- Problem description:
Find the word "dependencies" in the data, then copy each line where it is found.

◆ ◆ ◆

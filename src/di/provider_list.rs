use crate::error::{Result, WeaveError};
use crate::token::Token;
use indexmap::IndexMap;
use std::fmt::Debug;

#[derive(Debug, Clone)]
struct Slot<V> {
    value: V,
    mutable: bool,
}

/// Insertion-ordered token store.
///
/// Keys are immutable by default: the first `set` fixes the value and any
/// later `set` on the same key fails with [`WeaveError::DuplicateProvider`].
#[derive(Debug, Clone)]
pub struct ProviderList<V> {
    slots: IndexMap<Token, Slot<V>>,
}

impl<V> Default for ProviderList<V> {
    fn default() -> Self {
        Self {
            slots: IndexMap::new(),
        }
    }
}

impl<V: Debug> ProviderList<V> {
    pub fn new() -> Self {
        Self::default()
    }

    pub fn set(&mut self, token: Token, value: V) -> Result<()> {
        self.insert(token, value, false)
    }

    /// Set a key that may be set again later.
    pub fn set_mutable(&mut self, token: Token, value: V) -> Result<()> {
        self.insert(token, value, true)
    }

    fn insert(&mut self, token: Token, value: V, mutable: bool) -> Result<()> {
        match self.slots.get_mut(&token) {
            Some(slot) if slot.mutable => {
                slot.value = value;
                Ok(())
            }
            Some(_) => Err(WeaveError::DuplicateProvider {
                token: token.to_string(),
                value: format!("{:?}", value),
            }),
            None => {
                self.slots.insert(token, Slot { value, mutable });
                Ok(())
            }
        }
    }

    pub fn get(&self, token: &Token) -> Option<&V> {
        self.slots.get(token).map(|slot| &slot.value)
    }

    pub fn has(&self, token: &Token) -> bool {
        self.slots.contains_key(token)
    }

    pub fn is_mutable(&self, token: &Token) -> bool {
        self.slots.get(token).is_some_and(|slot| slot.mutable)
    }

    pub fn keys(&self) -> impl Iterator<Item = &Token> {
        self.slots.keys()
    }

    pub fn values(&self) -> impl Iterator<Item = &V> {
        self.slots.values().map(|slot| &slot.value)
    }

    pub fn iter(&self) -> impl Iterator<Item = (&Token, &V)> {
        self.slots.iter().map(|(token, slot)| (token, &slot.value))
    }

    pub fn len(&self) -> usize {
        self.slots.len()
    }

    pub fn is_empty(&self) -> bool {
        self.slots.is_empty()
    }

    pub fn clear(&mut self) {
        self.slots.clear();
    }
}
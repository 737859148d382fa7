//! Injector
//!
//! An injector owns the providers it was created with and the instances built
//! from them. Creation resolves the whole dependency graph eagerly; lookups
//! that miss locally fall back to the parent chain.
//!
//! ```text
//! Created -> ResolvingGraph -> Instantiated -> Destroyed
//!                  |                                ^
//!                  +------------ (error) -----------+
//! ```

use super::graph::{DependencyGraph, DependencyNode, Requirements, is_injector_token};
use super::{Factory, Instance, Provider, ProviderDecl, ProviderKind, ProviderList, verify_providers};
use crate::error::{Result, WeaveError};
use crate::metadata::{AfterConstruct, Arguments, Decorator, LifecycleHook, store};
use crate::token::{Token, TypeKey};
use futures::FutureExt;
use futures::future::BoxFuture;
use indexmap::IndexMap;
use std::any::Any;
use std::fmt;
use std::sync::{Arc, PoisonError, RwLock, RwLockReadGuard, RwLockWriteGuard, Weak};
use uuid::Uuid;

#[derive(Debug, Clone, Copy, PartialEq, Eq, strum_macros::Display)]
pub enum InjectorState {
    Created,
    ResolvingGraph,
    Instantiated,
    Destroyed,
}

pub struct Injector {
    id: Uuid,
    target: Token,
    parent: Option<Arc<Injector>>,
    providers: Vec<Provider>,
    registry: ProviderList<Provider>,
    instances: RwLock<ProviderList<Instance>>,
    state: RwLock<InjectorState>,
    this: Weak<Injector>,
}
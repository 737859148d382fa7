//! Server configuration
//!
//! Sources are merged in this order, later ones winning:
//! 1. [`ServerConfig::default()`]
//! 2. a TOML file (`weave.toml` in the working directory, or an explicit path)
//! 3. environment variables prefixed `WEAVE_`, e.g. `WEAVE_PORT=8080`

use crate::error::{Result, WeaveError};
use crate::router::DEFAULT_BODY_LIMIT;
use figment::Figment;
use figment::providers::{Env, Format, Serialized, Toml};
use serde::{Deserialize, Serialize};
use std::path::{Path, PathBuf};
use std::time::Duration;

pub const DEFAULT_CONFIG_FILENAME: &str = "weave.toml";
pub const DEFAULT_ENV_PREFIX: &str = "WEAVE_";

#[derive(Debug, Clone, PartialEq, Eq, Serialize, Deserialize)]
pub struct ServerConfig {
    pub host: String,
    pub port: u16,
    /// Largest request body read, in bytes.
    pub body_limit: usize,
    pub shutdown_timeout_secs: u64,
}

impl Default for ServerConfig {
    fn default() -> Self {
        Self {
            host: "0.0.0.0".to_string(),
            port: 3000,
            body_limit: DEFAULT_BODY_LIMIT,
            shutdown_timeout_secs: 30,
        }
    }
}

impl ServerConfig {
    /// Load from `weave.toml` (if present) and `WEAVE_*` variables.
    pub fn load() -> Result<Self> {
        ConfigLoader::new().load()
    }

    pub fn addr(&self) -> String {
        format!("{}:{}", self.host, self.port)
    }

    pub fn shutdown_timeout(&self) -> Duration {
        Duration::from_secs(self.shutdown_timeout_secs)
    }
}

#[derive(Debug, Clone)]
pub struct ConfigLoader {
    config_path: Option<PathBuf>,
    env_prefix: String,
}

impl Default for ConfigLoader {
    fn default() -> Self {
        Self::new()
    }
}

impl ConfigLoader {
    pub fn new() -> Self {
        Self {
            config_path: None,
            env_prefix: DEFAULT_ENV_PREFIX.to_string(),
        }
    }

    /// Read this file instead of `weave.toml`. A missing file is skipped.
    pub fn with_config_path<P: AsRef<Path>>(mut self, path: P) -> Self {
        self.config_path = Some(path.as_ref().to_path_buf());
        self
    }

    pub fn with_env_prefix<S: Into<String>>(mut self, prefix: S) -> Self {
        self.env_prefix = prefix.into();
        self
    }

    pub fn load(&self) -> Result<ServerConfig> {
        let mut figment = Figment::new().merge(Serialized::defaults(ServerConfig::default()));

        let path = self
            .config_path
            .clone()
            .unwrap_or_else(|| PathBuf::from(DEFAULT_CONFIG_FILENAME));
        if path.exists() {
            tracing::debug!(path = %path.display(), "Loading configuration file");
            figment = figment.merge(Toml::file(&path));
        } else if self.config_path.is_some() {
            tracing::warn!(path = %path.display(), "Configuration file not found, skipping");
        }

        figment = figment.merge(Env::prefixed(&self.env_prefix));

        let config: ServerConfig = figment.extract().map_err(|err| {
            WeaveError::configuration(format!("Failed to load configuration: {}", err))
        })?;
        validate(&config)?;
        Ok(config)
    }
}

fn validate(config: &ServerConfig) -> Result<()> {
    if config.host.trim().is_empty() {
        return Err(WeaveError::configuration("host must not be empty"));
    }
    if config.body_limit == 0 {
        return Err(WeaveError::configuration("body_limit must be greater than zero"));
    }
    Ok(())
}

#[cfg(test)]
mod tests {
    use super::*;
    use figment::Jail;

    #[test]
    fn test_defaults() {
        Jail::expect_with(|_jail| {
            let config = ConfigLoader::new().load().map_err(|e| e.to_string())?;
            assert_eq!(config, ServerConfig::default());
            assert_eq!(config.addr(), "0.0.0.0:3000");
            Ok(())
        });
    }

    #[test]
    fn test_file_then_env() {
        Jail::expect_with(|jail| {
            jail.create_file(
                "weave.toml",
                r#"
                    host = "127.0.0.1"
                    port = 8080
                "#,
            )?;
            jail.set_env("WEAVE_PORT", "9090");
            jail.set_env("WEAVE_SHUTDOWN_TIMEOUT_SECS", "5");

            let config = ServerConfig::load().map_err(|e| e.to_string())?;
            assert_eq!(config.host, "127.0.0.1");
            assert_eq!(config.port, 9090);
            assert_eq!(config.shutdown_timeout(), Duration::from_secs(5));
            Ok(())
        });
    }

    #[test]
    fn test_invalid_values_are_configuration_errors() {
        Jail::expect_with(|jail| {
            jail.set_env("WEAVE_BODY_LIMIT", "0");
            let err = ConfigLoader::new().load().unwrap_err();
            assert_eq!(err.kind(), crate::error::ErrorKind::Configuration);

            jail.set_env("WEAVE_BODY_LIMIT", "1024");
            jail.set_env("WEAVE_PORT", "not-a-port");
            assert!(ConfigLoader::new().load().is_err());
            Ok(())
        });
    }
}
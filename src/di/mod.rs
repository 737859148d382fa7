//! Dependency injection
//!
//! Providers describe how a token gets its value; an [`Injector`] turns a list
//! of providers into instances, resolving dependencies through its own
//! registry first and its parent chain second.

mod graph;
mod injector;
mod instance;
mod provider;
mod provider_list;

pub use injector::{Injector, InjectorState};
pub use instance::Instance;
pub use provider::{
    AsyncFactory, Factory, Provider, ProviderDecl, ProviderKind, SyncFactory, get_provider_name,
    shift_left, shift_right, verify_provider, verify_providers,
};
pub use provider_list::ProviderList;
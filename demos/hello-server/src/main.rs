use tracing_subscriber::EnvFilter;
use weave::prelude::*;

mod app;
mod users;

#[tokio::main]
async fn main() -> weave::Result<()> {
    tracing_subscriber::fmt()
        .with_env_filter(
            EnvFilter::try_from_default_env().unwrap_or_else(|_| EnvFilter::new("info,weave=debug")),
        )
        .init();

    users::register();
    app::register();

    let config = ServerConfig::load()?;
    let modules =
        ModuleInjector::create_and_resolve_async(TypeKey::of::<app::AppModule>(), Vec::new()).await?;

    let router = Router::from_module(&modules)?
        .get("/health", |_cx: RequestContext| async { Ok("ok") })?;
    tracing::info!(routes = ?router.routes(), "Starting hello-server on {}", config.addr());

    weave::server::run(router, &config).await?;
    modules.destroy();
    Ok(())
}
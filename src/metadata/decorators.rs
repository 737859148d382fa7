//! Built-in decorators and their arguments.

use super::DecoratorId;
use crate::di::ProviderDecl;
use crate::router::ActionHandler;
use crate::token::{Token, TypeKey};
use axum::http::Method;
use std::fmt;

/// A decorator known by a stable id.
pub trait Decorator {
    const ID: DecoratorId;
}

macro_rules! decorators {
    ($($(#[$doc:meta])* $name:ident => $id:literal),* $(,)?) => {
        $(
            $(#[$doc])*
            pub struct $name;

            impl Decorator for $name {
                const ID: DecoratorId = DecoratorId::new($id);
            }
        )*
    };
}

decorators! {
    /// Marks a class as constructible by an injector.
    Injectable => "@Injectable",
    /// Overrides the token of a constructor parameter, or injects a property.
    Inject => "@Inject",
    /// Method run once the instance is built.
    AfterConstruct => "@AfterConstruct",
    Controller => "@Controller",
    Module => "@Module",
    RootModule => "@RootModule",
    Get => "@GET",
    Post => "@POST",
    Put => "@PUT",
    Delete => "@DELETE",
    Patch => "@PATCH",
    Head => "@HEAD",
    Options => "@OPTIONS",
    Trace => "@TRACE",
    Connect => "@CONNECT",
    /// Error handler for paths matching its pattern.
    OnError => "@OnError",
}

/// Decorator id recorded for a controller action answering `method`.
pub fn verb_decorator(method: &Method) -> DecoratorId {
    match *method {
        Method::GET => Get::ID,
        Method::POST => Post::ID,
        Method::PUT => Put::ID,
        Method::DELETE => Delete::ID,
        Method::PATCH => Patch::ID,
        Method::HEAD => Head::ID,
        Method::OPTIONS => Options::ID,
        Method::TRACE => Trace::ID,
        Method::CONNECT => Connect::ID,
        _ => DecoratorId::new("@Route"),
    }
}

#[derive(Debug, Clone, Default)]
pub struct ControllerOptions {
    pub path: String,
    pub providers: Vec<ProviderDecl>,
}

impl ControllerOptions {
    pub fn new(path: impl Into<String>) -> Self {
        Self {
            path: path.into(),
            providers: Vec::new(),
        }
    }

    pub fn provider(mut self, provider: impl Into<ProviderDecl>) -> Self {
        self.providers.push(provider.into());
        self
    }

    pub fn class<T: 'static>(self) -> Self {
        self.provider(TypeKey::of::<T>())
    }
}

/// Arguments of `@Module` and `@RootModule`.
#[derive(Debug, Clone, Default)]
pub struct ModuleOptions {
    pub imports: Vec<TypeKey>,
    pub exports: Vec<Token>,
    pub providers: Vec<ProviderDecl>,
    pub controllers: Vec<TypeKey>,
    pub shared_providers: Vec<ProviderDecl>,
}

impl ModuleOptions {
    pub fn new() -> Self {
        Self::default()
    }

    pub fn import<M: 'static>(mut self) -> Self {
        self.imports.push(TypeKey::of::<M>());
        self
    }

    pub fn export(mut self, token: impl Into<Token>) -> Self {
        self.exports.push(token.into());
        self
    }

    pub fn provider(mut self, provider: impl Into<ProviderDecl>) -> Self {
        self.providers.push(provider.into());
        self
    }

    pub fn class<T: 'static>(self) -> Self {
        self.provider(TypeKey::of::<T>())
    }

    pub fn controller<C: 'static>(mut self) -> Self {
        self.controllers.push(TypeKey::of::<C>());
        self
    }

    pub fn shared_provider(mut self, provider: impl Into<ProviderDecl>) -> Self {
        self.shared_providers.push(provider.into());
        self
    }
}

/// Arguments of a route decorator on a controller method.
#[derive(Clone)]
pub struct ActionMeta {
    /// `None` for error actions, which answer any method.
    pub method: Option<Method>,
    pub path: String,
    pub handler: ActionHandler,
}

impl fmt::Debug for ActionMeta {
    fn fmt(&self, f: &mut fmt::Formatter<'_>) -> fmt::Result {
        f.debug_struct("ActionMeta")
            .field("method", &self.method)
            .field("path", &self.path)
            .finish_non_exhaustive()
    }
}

◆ ◆ ◆

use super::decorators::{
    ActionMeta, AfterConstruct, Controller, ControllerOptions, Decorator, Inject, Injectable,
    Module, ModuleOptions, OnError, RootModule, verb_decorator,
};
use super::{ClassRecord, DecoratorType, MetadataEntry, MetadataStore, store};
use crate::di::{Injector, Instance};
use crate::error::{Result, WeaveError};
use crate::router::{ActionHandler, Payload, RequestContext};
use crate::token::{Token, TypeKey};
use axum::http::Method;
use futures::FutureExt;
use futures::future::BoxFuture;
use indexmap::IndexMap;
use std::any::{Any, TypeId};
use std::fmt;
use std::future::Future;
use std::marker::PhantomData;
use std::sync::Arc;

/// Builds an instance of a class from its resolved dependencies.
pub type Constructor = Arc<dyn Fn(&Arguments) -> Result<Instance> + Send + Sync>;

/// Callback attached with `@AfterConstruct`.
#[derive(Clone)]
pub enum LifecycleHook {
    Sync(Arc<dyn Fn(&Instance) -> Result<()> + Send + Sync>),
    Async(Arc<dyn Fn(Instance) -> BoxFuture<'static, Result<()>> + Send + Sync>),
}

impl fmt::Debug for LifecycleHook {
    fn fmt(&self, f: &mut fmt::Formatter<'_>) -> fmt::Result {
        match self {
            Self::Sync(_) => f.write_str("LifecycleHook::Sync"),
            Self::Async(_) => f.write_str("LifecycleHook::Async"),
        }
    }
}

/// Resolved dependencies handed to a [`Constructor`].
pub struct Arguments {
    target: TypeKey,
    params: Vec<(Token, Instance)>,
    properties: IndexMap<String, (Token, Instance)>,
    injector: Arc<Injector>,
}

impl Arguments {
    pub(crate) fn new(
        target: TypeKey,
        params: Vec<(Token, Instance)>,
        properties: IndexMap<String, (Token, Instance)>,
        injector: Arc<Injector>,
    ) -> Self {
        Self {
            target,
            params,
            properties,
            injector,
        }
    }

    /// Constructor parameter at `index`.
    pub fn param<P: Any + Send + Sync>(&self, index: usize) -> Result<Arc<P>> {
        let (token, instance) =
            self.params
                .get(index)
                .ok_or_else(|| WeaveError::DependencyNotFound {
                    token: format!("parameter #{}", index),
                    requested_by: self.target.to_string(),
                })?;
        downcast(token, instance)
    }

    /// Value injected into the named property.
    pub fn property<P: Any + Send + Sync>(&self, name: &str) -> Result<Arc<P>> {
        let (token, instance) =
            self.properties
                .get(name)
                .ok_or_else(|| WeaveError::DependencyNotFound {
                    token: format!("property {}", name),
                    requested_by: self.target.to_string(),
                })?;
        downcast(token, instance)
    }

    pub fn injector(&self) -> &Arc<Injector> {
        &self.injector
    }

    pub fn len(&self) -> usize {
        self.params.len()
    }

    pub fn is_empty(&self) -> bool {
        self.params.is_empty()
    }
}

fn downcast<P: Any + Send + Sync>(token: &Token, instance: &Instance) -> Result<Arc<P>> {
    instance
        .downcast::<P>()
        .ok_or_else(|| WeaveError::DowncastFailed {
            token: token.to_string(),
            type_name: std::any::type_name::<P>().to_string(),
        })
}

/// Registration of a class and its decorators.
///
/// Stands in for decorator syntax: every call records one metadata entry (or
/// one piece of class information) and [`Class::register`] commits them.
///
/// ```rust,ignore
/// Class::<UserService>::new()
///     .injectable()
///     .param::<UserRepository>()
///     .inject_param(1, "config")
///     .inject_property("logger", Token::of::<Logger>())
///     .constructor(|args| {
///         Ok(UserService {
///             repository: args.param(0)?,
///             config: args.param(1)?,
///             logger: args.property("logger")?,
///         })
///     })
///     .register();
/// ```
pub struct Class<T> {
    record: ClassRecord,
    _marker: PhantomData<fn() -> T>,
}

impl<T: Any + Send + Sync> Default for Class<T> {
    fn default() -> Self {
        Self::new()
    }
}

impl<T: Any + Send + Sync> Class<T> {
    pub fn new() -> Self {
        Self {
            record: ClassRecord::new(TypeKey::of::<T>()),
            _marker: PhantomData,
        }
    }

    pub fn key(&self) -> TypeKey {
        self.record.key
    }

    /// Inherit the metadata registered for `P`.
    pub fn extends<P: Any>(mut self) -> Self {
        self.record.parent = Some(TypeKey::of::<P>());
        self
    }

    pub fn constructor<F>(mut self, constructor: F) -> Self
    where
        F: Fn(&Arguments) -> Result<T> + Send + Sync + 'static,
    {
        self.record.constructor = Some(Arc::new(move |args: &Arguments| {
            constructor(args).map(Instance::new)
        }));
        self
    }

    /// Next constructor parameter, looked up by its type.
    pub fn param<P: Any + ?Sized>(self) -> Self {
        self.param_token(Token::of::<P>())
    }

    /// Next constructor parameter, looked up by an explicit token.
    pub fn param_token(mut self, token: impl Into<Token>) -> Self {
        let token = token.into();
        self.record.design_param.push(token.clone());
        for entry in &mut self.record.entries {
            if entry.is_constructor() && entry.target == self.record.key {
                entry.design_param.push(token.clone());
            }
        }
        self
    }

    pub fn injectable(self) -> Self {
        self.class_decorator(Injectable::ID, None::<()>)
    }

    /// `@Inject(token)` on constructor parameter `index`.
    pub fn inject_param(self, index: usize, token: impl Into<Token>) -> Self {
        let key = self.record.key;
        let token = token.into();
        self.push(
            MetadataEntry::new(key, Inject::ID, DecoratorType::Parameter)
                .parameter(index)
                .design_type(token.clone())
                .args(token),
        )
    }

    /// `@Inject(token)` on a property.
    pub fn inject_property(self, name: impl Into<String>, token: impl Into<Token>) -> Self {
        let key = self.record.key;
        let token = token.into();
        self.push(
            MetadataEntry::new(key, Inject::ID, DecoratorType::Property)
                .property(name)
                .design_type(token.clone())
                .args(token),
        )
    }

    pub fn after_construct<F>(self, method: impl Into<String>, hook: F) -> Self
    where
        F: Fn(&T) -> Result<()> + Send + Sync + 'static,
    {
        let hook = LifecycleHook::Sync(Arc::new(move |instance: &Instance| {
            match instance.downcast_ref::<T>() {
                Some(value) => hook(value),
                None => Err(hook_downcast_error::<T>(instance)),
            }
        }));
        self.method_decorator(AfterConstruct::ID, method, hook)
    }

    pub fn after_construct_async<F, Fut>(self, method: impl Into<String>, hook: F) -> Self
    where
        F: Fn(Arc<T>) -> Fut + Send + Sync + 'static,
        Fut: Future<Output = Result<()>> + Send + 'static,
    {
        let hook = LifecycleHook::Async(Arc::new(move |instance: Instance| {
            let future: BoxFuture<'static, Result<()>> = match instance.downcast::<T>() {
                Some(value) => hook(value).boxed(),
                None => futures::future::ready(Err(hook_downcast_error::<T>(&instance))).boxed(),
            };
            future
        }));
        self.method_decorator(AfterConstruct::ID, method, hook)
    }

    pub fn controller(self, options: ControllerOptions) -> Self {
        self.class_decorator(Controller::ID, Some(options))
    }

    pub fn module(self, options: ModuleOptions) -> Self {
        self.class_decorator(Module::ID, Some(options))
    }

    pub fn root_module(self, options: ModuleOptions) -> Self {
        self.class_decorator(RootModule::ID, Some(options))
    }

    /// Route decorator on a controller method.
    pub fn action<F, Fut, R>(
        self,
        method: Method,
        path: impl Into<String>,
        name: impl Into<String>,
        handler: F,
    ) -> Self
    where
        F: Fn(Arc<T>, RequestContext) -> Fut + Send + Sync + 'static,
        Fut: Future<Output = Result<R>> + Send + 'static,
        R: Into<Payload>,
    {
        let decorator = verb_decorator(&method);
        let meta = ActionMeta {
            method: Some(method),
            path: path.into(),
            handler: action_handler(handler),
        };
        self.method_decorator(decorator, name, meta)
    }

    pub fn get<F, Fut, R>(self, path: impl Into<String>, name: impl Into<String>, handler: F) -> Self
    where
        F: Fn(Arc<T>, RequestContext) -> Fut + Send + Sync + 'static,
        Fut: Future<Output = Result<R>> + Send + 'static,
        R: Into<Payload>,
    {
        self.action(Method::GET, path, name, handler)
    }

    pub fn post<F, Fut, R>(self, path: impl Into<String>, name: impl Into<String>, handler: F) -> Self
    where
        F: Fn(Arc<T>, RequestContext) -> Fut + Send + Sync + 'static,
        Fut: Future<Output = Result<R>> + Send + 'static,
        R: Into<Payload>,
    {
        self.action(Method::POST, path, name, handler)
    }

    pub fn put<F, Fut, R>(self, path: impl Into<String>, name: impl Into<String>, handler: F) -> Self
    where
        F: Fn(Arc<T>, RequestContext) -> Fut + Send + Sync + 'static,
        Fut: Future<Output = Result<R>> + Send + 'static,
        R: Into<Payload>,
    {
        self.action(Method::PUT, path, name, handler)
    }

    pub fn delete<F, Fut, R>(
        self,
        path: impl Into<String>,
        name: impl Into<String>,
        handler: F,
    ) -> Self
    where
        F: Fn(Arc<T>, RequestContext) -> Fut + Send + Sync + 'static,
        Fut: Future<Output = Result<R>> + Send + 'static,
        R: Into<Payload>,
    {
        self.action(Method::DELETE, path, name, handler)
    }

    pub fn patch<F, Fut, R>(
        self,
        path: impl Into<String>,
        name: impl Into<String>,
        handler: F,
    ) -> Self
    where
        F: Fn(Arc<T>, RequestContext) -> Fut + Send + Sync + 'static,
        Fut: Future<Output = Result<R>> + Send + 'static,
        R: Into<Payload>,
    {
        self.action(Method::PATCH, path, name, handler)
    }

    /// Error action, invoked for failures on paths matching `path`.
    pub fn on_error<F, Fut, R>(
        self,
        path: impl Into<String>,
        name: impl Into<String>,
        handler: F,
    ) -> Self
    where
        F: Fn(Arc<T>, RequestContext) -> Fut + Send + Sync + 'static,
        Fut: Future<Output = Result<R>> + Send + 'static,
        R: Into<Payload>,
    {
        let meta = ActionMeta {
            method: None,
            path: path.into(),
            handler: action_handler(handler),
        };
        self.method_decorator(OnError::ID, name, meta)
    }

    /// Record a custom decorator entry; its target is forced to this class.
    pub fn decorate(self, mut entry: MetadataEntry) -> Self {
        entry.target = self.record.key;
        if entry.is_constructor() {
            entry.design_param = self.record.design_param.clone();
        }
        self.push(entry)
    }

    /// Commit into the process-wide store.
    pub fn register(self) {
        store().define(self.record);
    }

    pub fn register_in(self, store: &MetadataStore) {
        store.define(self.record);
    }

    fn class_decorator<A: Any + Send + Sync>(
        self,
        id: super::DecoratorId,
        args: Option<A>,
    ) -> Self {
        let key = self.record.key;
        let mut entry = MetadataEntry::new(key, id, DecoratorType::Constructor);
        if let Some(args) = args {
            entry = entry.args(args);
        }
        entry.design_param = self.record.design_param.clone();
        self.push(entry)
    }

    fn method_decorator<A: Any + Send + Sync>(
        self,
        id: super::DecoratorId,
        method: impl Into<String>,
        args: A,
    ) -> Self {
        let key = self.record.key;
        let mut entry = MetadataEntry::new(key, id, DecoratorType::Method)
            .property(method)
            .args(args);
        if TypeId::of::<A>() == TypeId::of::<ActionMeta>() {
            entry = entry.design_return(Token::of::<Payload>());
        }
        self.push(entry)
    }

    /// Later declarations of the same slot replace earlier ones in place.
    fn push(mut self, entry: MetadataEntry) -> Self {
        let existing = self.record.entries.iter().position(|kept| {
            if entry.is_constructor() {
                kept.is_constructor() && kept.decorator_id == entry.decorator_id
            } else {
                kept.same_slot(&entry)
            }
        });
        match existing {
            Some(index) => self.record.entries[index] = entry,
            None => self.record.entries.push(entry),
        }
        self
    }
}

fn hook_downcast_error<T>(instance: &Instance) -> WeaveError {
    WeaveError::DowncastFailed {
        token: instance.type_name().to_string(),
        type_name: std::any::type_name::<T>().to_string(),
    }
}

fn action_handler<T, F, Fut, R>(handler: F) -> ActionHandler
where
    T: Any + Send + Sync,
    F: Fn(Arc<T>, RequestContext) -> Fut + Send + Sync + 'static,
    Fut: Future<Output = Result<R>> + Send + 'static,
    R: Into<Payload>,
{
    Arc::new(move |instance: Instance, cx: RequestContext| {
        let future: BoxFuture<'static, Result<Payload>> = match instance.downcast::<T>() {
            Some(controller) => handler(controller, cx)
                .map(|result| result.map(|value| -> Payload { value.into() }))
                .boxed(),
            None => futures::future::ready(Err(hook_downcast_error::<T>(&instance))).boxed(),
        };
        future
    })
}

◆ ◆ ◆

- The completed task:
//! of providers into instances, resolving dependencies through its own
/// Builds an instance of a class from its resolved dependencies.
/// Resolved dependencies handed to a [`Constructor`].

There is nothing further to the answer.